That brings us to the next difference between array and linked list:
while the array elements can be accessed randomly, by using the [] operator,
accessing the linked list elements requires writing a loop which traverses all the elements of the list, until the desired one is reached. We shall see later the pros and cons of using a linked list instead of an array. For now we just want to understand how differently memory is allocated in a linked list, compared to an array. We will see this by rewriting the previous program using a linked list. Linked list are used exclusively with structure, so as first thing we define a structure representing an element of the list:

/* begin code */
#include <stdio.h>
#include <stdlib.h>

typedef struct item
{
  int data;
  struct item * next;
}item;


this structure defines the most basic elements a linked list can be made of: the data stored by the element and a pointer which is used to link the element to the next one in the list.

int main()
{
  item * head, *node;
  head = node;
  node = malloc(sizeof(item));
  node->data = 2;


In the previous part of the code we declare two pointers, head and node. We use malloc() to allocate the memory for the first element of the list. node points to this element and head, in turn, points to node; we should notice that a piece of memory allocated with malloc() it's always accessible by the program, until we call free(), even if we use malloc() inside a function. This is important to understand because in professional written programs, a linked list is generally created and manipulated through functions, and that it's possible thanks to the particular way in which malloc() allocates memory (on the heap).
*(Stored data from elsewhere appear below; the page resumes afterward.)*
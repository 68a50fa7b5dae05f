//! Session organization context
//!
//! This module provides the SessionContext type that tracks which
//! organization a signed-in member is currently working in. Switching
//! organization changes the role signal, so callers re-resolve the role
//! whenever [`SessionContext::switch_organization`] reports a change.

use chrono::{DateTime, Utc};
use serde::{Deserialize, Serialize};
use uuid::Uuid;

/// Maximum length of the recent-organizations list.
pub const MAX_RECENT_ORGANIZATIONS: usize = 10;

/// A member's current organization selection.
///
/// # Examples
///
/// ```
/// use uuid::Uuid;
/// use portal_org::SessionContext;
///
/// let user_id = Uuid::now_v7();
/// let mut ctx = SessionContext::new(user_id);
///
/// let org_id = Uuid::now_v7();
/// assert!(ctx.switch_organization(org_id));
/// assert!(!ctx.switch_organization(org_id));
/// assert_eq!(ctx.current_organization_id, Some(org_id));
/// ```
#[derive(Debug, Clone, Serialize, Deserialize, PartialEq, Eq)]
pub struct SessionContext {
    /// User ID
    pub user_id: Uuid,

    /// Currently selected organization
    pub current_organization_id: Option<Uuid>,

    /// Recently accessed organizations (most recent first)
    #[serde(default)]
    pub recent_organizations: Vec<Uuid>,

    /// Default organization for new sessions
    pub default_organization_id: Option<Uuid>,

    /// Last updated timestamp
    pub updated_at: DateTime<Utc>,
}

impl SessionContext {
    /// Creates a new context with no selected organization.
    ///
    /// # Arguments
    ///
    /// * `user_id` - The user ID this context belongs to
    pub fn new(user_id: Uuid) -> Self {
        Self {
            user_id,
            current_organization_id: None,
            recent_organizations: Vec::new(),
            default_organization_id: None,
            updated_at: Utc::now(),
        }
    }

    /// Switch to a different organization.
    ///
    /// Moves the organization to the front of the recent list.
    ///
    /// # Returns
    ///
    /// `true` if the selection changed, meaning the role must be re-resolved
    pub fn switch_organization(&mut self, org_id: Uuid) -> bool {
        let changed = self.current_organization_id != Some(org_id);
        self.current_organization_id = Some(org_id);
        self.add_recent_organization(org_id);
        self.updated_at = Utc::now();
        changed
    }

    /// Set the default organization for this user.
    pub fn set_default_organization(&mut self, org_id: Uuid) {
        self.default_organization_id = Some(org_id);
        self.updated_at = Utc::now();
    }

    /// Clear the current organization (sign-out).
    pub fn clear_context(&mut self) {
        self.current_organization_id = None;
        self.updated_at = Utc::now();
    }

    /// The organization to act in: the current one, else the default.
    pub fn active_organization(&self) -> Option<Uuid> {
        self.current_organization_id.or(self.default_organization_id)
    }

    /// Get the most recent organizations.
    ///
    /// # Returns
    ///
    /// At most `limit` organization IDs, most recent first
    pub fn recent_organizations(&self, limit: usize) -> &[Uuid] {
        let end = limit.min(self.recent_organizations.len());
        &self.recent_organizations[..end]
    }

    fn add_recent_organization(&mut self, org_id: Uuid) {
        self.recent_organizations.retain(|id| *id != org_id);
        self.recent_organizations.insert(0, org_id);
        self.recent_organizations.truncate(MAX_RECENT_ORGANIZATIONS);
    }
}
//! Error types for portal authorization
//!
//! This module defines the errors that can occur while fetching identity,
//! access profiles and onboarding status from upstream services. None of
//! them reach a navigation decision directly: a failed role fetch degrades
//! to the unresolved role, and a failed onboarding check degrades to
//! "not completed".

use thiserror::Error;

/// Authorization error types.
#[derive(Debug, Error)]
pub enum AuthError {
    /// No authenticated identity is available
    #[error("Identity unavailable: {0}")]
    IdentityUnavailable(String),

    /// The directory service could not be reached
    #[error("Directory unavailable: {0}")]
    DirectoryUnavailable(String),

    /// An upstream call exceeded its deadline
    #[error("Upstream call timed out after {0}s")]
    Timeout(u64),

    /// The requested record does not exist
    #[error("Not found: {0}")]
    NotFound(String),

    /// The upstream service answered with an error status
    #[error("Upstream error ({status}): {message}")]
    Upstream {
        /// HTTP-style status code
        status: u16,
        /// Upstream message
        message: String,
    },

    /// A refresh was superseded by a newer one
    #[error("Refresh superseded by a newer request")]
    Superseded,

    /// Configuration error
    #[error("Configuration error: {0}")]
    ConfigError(String),

    /// Internal error
    #[error("Internal error: {0}")]
    Internal(String),
}

/// Result type for authorization operations.
pub type AuthResult<T> = Result<T, AuthError>;

impl AuthError {
    /// Check if this error should be logged at error level.
    pub fn is_server_error(&self) -> bool {
        match self {
            AuthError::Upstream { status, .. } => *status >= 500,
            AuthError::Internal(_) | AuthError::ConfigError(_) => true,
            _ => false,
        }
    }

    /// Check if retrying the call may succeed.
    ///
    /// Transport failures, timeouts and 5xx/429 answers are retryable.
    /// Missing records and client errors are not.
    pub fn is_retryable(&self) -> bool {
        match self {
            AuthError::DirectoryUnavailable(_) | AuthError::Timeout(_) => true,
            AuthError::Upstream { status, .. } => *status >= 500 || *status == 429,
            _ => false,
        }
    }

    /// Get HTTP status code for this error.
    pub fn status_code(&self) -> u16 {
        match self {
            AuthError::IdentityUnavailable(_) => 401,
            AuthError::NotFound(_) => 404,
            AuthError::Superseded => 409,
            AuthError::Upstream { status, .. } => *status,
            AuthError::DirectoryUnavailable(_) => 503,
            AuthError::Timeout(_) => 504,
            AuthError::ConfigError(_) | AuthError::Internal(_) => 500,
        }
    }

    /// Get error code for API responses.
    pub fn error_code(&self) -> &'static str {
        match self {
            AuthError::IdentityUnavailable(_) => "IDENTITY_UNAVAILABLE",
            AuthError::DirectoryUnavailable(_) => "DIRECTORY_UNAVAILABLE",
            AuthError::Timeout(_) => "TIMEOUT",
            AuthError::NotFound(_) => "NOT_FOUND",
            AuthError::Upstream { .. } => "UPSTREAM_ERROR",
            AuthError::Superseded => "SUPERSEDED",
            AuthError::ConfigError(_) => "CONFIG_ERROR",
            AuthError::Internal(_) => "INTERNAL_ERROR",
        }
    }
}

impl From<crate::config::ConfigError> for AuthError {
    fn from(err: crate::config::ConfigError) -> Self {
        AuthError::ConfigError(err.to_string())
    }
}
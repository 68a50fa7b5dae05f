//! Gate configuration.
//!
//! Runtime knobs for the authorization gate and capability refresh. Loaded
//! from environment variables with defaults that match the portal's routes.

use serde::{Deserialize, Serialize};
use std::time::Duration;
use thiserror::Error;

/// Configuration errors.
#[derive(Debug, Error)]
pub enum ConfigError {
    /// Invalid configuration value.
    #[error("Invalid configuration value for {key}: {message}")]
    InvalidValue {
        /// Configuration key.
        key: String,
        /// Error message.
        message: String,
    },
}

impl ConfigError {
    fn invalid(key: &str, message: impl Into<String>) -> Self {
        ConfigError::InvalidValue {
            key: key.to_string(),
            message: message.into(),
        }
    }
}

/// Configuration for [`AuthorizationGate`](crate::AuthorizationGate) and
/// [`CapabilityContext`](crate::CapabilityContext).
#[derive(Debug, Clone, Serialize, Deserialize, PartialEq, Eq)]
pub struct GateConfig {
    /// Where redirected navigations land.
    pub landing_route: String,

    /// The onboarding wizard route.
    pub onboarding_route: String,

    /// Where to send unauthenticated visitors when auto sign-in is off.
    pub sign_in_route: String,

    /// Request sign-in automatically for unauthenticated visitors.
    pub auto_sign_in: bool,

    /// Treat every session as admin without fetching a role.
    pub demo_mode: bool,

    /// Send admins with incomplete onboarding to the wizard first.
    pub onboarding_first: bool,

    /// Let admins reopen onboarding after completing it (`?revisit=true`).
    pub allow_onboarding_revisit: bool,

    /// Deadline for one role fetch attempt, in seconds.
    pub role_fetch_timeout_secs: u64,

    /// Total attempts for a role fetch, including the first.
    pub role_fetch_max_attempts: u32,
}

impl Default for GateConfig {
    fn default() -> Self {
        Self {
            landing_route: "/dashboard/overview".to_string(),
            onboarding_route: "/dashboard/onboarding".to_string(),
            sign_in_route: "/".to_string(),
            auto_sign_in: true,
            demo_mode: false,
            onboarding_first: false,
            allow_onboarding_revisit: true,
            role_fetch_timeout_secs: 15,
            role_fetch_max_attempts: 2,
        }
    }
}

impl GateConfig {
    /// Load configuration from environment variables.
    ///
    /// Environment variables:
    /// - `PORTAL_LANDING_ROUTE`: Redirect target (default: /dashboard/overview)
    /// - `PORTAL_ONBOARDING_ROUTE`: Onboarding route (default: /dashboard/onboarding)
    /// - `PORTAL_SIGN_IN_ROUTE`: Sign-in route (default: /)
    /// - `PORTAL_AUTO_SIGN_IN`: Request sign-in automatically (default: true)
    /// - `PORTAL_DEMO_MODE`: Demo mode (default: false)
    /// - `PORTAL_ONBOARDING_FIRST`: Onboarding-first redirect (default: false)
    /// - `PORTAL_ALLOW_ONBOARDING_REVISIT`: Allow `?revisit=true` (default: true)
    /// - `PORTAL_ROLE_FETCH_TIMEOUT_SECS`: Per-attempt timeout (default: 15)
    /// - `PORTAL_ROLE_FETCH_MAX_ATTEMPTS`: Attempts per fetch (default: 2)
    pub fn from_env() -> Self {
        let default = Self::default();

        Self {
            landing_route: std::env::var("PORTAL_LANDING_ROUTE").unwrap_or(default.landing_route),
            onboarding_route: std::env::var("PORTAL_ONBOARDING_ROUTE")
                .unwrap_or(default.onboarding_route),
            sign_in_route: std::env::var("PORTAL_SIGN_IN_ROUTE").unwrap_or(default.sign_in_route),
            auto_sign_in: env_flag("PORTAL_AUTO_SIGN_IN").unwrap_or(default.auto_sign_in),
            demo_mode: env_flag("PORTAL_DEMO_MODE").unwrap_or(default.demo_mode),
            onboarding_first: env_flag("PORTAL_ONBOARDING_FIRST")
                .unwrap_or(default.onboarding_first),
            allow_onboarding_revisit: env_flag("PORTAL_ALLOW_ONBOARDING_REVISIT")
                .unwrap_or(default.allow_onboarding_revisit),
            role_fetch_timeout_secs: std::env::var("PORTAL_ROLE_FETCH_TIMEOUT_SECS")
                .ok()
                .and_then(|s| s.parse().ok())
                .unwrap_or(default.role_fetch_timeout_secs),
            role_fetch_max_attempts: std::env::var("PORTAL_ROLE_FETCH_MAX_ATTEMPTS")
                .ok()
                .and_then(|s| s.parse().ok())
                .unwrap_or(default.role_fetch_max_attempts),
        }
    }

    /// Per-attempt role fetch timeout as a Duration.
    pub fn role_fetch_timeout(&self) -> Duration {
        Duration::from_secs(self.role_fetch_timeout_secs)
    }

    /// Check that routes are absolute and limits are non-zero.
    pub fn validate(&self) -> Result<(), ConfigError> {
        for (key, route) in [
            ("PORTAL_LANDING_ROUTE", &self.landing_route),
            ("PORTAL_ONBOARDING_ROUTE", &self.onboarding_route),
            ("PORTAL_SIGN_IN_ROUTE", &self.sign_in_route),
        ] {
            if !route.starts_with('/') {
                return Err(ConfigError::invalid(key, format!("route {route:?} must start with '/'")));
            }
        }
        if self.landing_route == self.onboarding_route {
            return Err(ConfigError::invalid(
                "PORTAL_LANDING_ROUTE",
                "landing route must differ from the onboarding route",
            ));
        }
        if self.role_fetch_timeout_secs == 0 {
            return Err(ConfigError::invalid("PORTAL_ROLE_FETCH_TIMEOUT_SECS", "must be at least 1"));
        }
        if self.role_fetch_max_attempts == 0 {
            return Err(ConfigError::invalid("PORTAL_ROLE_FETCH_MAX_ATTEMPTS", "must be at least 1"));
        }
        Ok(())
    }
}

fn env_flag(key: &str) -> Option<bool> {
    std::env::var(key).ok().map(|s| s != "false" && s != "0")
}

#[cfg(test)]
mod tests {
    use super::*;

    #[test]
    fn test_default_config() {
        let config = GateConfig::default();
        assert_eq!(config.landing_route, "/dashboard/overview");
        assert_eq!(config.onboarding_route, "/dashboard/onboarding");
        assert!(config.auto_sign_in);
        assert!(!config.demo_mode);
        assert!(!config.onboarding_first);
        assert!(config.allow_onboarding_revisit);
        assert_eq!(config.role_fetch_timeout(), Duration::from_secs(15));
        assert!(config.validate().is_ok());
    }

    #[test]
    fn test_validate_rejects_relative_routes() {
        let config = GateConfig {
            landing_route: "dashboard".to_string(),
            ..GateConfig::default()
        };
        let err = config.validate().unwrap_err();
        assert!(err.to_string().contains("PORTAL_LANDING_ROUTE"));
    }

    #[test]
    fn test_validate_rejects_zero_limits() {
        let config = GateConfig {
            role_fetch_timeout_secs: 0,
            ..GateConfig::default()
        };
        assert!(config.validate().is_err());

        let config = GateConfig {
            role_fetch_max_attempts: 0,
            ..GateConfig::default()
        };
        assert!(config.validate().is_err());
    }

    #[test]
    fn test_validate_rejects_landing_equal_to_onboarding() {
        let config = GateConfig {
            landing_route: "/dashboard/onboarding".to_string(),
            ..GateConfig::default()
        };
        assert!(config.validate().is_err());
    }
}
  node->next = malloc(sizeof(item));
  node->next->data = 3;

  node->next->next = NULL;

As we said before,  an element of the linked list has (at least) one link to the next element. Here, we allocate memory for  the second element while using the pointer next, contained in the first element, to point at it, so that they link together. Now, let's say stop, we don't need any more elements on this side of the list. To mark the end of a linked list, we nullify the last element, which in this case is represented by the pointer node->next->next.

  item * tmp =  malloc(sizeof(item)); 
  tmp->data = 1;


  head = tmp;
  tmp->next = node;


In the code above we see the power and flexibility of linked lists. Until now, the element of the list have been added in a contiguous fashion, just like an array, with the difference that for arrays, memory is allocated at compile time. Above we add an element at the beginning of the list, to the opposite side from where we added the second element. This is done by allocating memory for an new element with malloc() and using tmp to point to that memory. Then we copy tmp to head ( which will point always to the first element of the list ) . We finish by linking this new added element to the list, by copying node to tmp->next.

What we do next it's entirely up to our needs. We can keep appending elements to any of the two sides of our list.
To finish the program, we see how to traverse the list, for printing out the data stored into it. To achieve this, we use the head pointer and a while loop:

  while(head!=NULL)
    {
      printf( "address %p data %d\n", &head->next, head->data );
      head = head->next;
    }


  free(tmp);           //frees node containing data=1  
  tmp = NULL;

  free(node);          //frees node containing data=2
  node = NULL;

  free(node->next);    //frees node containing data=3
  node->next = NULL;

 
return 0;
}/* end code */

The following is the output of the program:

address 0x934d02c value 1
address 0x934d00c value 2
address 0x934d01c value 3
 
As you can see the address of the elements doesn't follow the order in which the elements are printed out by the program, or to be more precise, the order in which they are placed inside the list.

The obvious advantage of using linked lists is the fact that their size can be modified during the execution of the program. This property is empowered even more by the possibility to expand the linked lists in any direction and on any of their elements. Though, this comports using some extra time and memory. Extra time, which we need for scanning when we must access an element that isn't the next during a list traversal. Extra memory, needed to maintain one or more pointers ( depending on the type and implementation of a linked list ) to link and navigate the list.
To exploit the possibilities offered by this kind of data structure, they should be used in all those situations where the size of data is unknown before the program is executed or during it's execution, like in real time computing. For example, compilers or interpreters construction represent one of those cases where linked lists shine out, compared to arrays. In the next post, we will see how to implement a linked list.

    
Graphic representation of a linked list
(en.wikipedia.org)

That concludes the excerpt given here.